El volcán Lautaro, en la Región de Magallanes, es uno de los próximos desafíos del chileno Juan Pablo Mohr. El montañista acapara desde el fin de semana la atención de toda la prensa nacional e internacional, y no por sus logros que incluyen el alcanzar cuatro cimas sobre los 8 mil metros sin apoyo de oxígeno o el Guinnes por subir el Everest y el Lhotse en tanto sólo 6 días y 20 horas, sino porque es buscado intensamente tras desaparecer en medio de una expedición al K2.

El deportista de 34 años estuvo en Torres del Paine en febrero de 2019, acompañado de su esposa Juanita Fernández y de sus pequeños hijos Elisa, Juanpi y Pedrito. En la oportunidad, hicieron el Circuito Macizo Paine (la “O”), y también compartieron uno de los desafíos de Juan Pablo: alcanzar las cumbres más altas de cada región y construir refugios. En la lista, donde aparecía el Volcán Ojos del Salado, en Atacama (con 6.891 metros); el Volcán Llullaillaco, en Antofagasta (con 6.739 metros) y Volcán Tupungato, en la Región Metropolitana (6.570 metros), destacaba el Volcán Lautaro (3.623 metros) de Campo de Hielo Patagónico Sur, en la Región de Magallanes. “Fue en Los Himalayas cuando tuve la idea de asumir este desafío en Chile, sería una magnífica idea para expandir el montañismo, más pudiendo diseñar y hacer refugios en cada cumbre”, señalaba el también arquitecto.

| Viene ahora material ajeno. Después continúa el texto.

//! Rebuilds one model message from an incremental provider stream.

use std::time::{Duration, Instant};

use arbor_llm::{StreamEvent, StreamEventPayload, StreamTarget};
use snafu::{Snafu, ensure};

use crate::message::{Attachment, Message, compose};

/// Phase of one in-flight turn.
#[derive(Debug, Clone, PartialEq, Eq, Default)]
pub enum AssemblyPhase {
    #[default]
    Idle,
    Thinking,
    Answering,
    Complete,
    Errored {
        message: String,
    },
}

impl AssemblyPhase {
    pub fn is_terminal(&self) -> bool {
        matches!(self, Self::Complete | Self::Errored { .. })
    }

    fn name(&self) -> &'static str {
        match self {
            Self::Idle => "idle",
            Self::Thinking => "thinking",
            Self::Answering => "answering",
            Self::Complete => "complete",
            Self::Errored { .. } => "errored",
        }
    }
}

#[derive(Debug, Snafu, PartialEq, Eq)]
#[snafu(visibility(pub(crate)))]
pub enum AssemblyError {
    #[snafu(display("stream event arrived before the turn started"))]
    NotStarted { stage: &'static str },
    #[snafu(display("turn already started"))]
    AlreadyStarted { stage: &'static str },
    #[snafu(display("stream event arrived after the turn ended in `{phase}`"))]
    Terminal {
        stage: &'static str,
        phase: &'static str,
    },
    #[snafu(display("stream event for {attempted:?} does not belong to active turn {active:?}"))]
    SessionMismatch {
        stage: &'static str,
        active: StreamTarget,
        attempted: StreamTarget,
    },
}

pub type AssemblyResult<T> = Result<T, AssemblyError>;

#[derive(Debug, Clone)]
pub struct StreamAssembler {
    target: StreamTarget,
    model_id: Option<String>,
    phase: AssemblyPhase,
    thoughts: String,
    answer: String,
    audio: Option<String>,
    started_at: Option<Instant>,
    thinking_duration: Option<Duration>,
}

impl StreamAssembler {
    pub fn new(target: StreamTarget, model_id: Option<String>) -> Self {
        Self {
            target,
            model_id,
            phase: AssemblyPhase::Idle,
            thoughts: String::new(),
            answer: String::new(),
            audio: None,
            started_at: None,
            thinking_duration: None,
        }
    }

    pub fn target(&self) -> StreamTarget {
        self.target
    }

    pub fn phase(&self) -> &AssemblyPhase {
        &self.phase
    }

    /// Time between start and the first answer delta, once known.
    pub fn thinking_duration(&self) -> Option<Duration> {
        self.thinking_duration
    }

    /// Enters `Thinking` and returns the empty placeholder to store.
    pub fn start(&mut self) -> AssemblyResult<Message> {
        ensure!(
            self.phase == AssemblyPhase::Idle,
            AlreadyStartedSnafu {
                stage: "assembler-start",
            }
        );

        self.phase = AssemblyPhase::Thinking;
        self.started_at = Some(Instant::now());
        Ok(Message::placeholder(self.model_id.clone()))
    }

    /// Applies a routed event, rejecting events from any other turn.
    pub fn apply(&mut self, event: &StreamEvent) -> AssemblyResult<Message> {
        ensure!(
            event.target == self.target,
            SessionMismatchSnafu {
                stage: "assembler-apply-target",
                active: self.target,
                attempted: event.target,
            }
        );
        self.apply_payload(&event.payload)
    }

    /// Applies one payload and returns the message as it should now be stored.
    pub fn apply_payload(&mut self, payload: &StreamEventPayload) -> AssemblyResult<Message> {
        match &self.phase {
            AssemblyPhase::Idle => {
                return NotStartedSnafu {
                    stage: "assembler-apply",
                }
                .fail();
            }
            phase @ (AssemblyPhase::Complete | AssemblyPhase::Errored { .. }) => {
                return TerminalSnafu {
                    stage: "assembler-apply",
                    phase: phase.name(),
                }
                .fail();
            }
            AssemblyPhase::Thinking | AssemblyPhase::Answering => {}
        }

        match payload {
            StreamEventPayload::ThoughtDelta(text) => {
                self.thoughts.push_str(text);
            }
            StreamEventPayload::MessageDelta(text) => {
                if self.phase == AssemblyPhase::Thinking {
                    self.enter_answering();
                }
                self.answer.push_str(text);
            }
            StreamEventPayload::Complete { audio } => {
                self.audio = audio.clone().filter(|audio| !audio.is_empty());
                self.phase = AssemblyPhase::Complete;
            }
            StreamEventPayload::Error(message) => {
                tracing::warn!(
                    target = ?self.target,
                    error = %message,
                    "stream ended with an error"
                );
                self.phase = AssemblyPhase::Errored {
                    message: message.clone(),
                };
            }
        }

        Ok(self.message())
    }

    fn enter_answering(&mut self) {
        self.phase = AssemblyPhase::Answering;
        self.thinking_duration = self.started_at.map(|started| started.elapsed());
        if let Some(duration) = self.thinking_duration {
            tracing::debug!(
                target = ?self.target,
                thinking_ms = duration.as_millis() as u64,
                "first answer delta"
            );
        }
    }

    /// Rendered single-string form of the current content.
    pub fn rendered(&self) -> String {
        compose(&self.thoughts, &self.answer)
    }

    /// Current content as a model message. Partial content survives errors.
    pub fn message(&self) -> Message {
        let mut message = Message::model(self.answer.clone(), self.model_id.clone());
        if !self.thoughts.is_empty() {
            message.thoughts = Some(self.thoughts.clone());
        }
        if let Some(audio) = &self.audio {
            message.attachments.push(Attachment::audio(audio.clone()));
        }
        message
    }
}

Pero aquello no es todo en su agenda, porque su gran desafío es alcanzar la cumbre de las 14 montañas del mundo que tienen más de 8.000 metros de altura. Ya ha conquistado el Annapurna (8.091 metros), Manaslu (8.163 metros), Dhaulagiri (8.167 metros), Lhotse (8.516 metros) y el Everest (8.848 metros). El sexto es el K2 (8.611 metros), en Los Himalayas, justo donde hoy está siendo buscado luego que su GPS dejara de emitir señales.

Desafío, tragedia y solidaridad

Para Mohr, la subida al K2 es más que un desafío, dado que tiene un componente especial. El pasado 16 de enero el alpinista catalán Sergi Mingote falleció en el lugar al caer cuando regresaba al campo base (4.950 m).

Amigo y compañero, el chileno decidió continuar con la expedición para rendir tributo a Mingote y cumplir además con el otro objetivo: entregar material de abrigo y calzado al pueblo baltí, el cual reside en las montañas de la Región Gilgit-Baltistán de Pakistán.

Sin embargo, desde la madrugada del pasado viernes nada se sabe de Mohr y sus acompañantes, el islandés John Snorri y el paquistaní Ali Sadpara. El hijo de este último fue el único que llegó a la base, luego de acusar problemas de oxígeno.

El K2 es considerado uno de los ascensos más difíciles del mundo, debido principalmente a sus temperaturas que caen en invierno hasta los -50 grados, vientos de 200 km/h o el riesgo constante de avalanchas.